[Dataset entries]

[Start of Attachment]

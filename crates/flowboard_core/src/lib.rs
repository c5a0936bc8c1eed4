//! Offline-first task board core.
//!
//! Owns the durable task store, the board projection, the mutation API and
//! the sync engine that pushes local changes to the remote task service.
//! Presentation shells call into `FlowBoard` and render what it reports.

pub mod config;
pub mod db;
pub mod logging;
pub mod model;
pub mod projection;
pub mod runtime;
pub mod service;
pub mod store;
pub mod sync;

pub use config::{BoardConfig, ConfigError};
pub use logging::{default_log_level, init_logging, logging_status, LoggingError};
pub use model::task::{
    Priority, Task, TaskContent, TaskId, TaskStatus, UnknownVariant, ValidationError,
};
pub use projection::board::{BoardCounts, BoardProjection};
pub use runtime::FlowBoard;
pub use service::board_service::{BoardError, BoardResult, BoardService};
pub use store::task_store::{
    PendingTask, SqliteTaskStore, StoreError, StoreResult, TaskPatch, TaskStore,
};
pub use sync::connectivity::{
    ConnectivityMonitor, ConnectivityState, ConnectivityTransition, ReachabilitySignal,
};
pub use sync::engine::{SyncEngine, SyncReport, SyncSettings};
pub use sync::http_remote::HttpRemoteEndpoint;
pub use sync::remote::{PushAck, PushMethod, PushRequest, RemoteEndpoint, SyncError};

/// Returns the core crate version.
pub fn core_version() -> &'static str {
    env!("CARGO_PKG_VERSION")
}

[End of Attachment]

[Exercise prompt] Whenever "config" occurs in a line of the entries, copy that line.

[Response for this exercise]
pub mod config;
pub use config::{BoardConfig, ConfigError};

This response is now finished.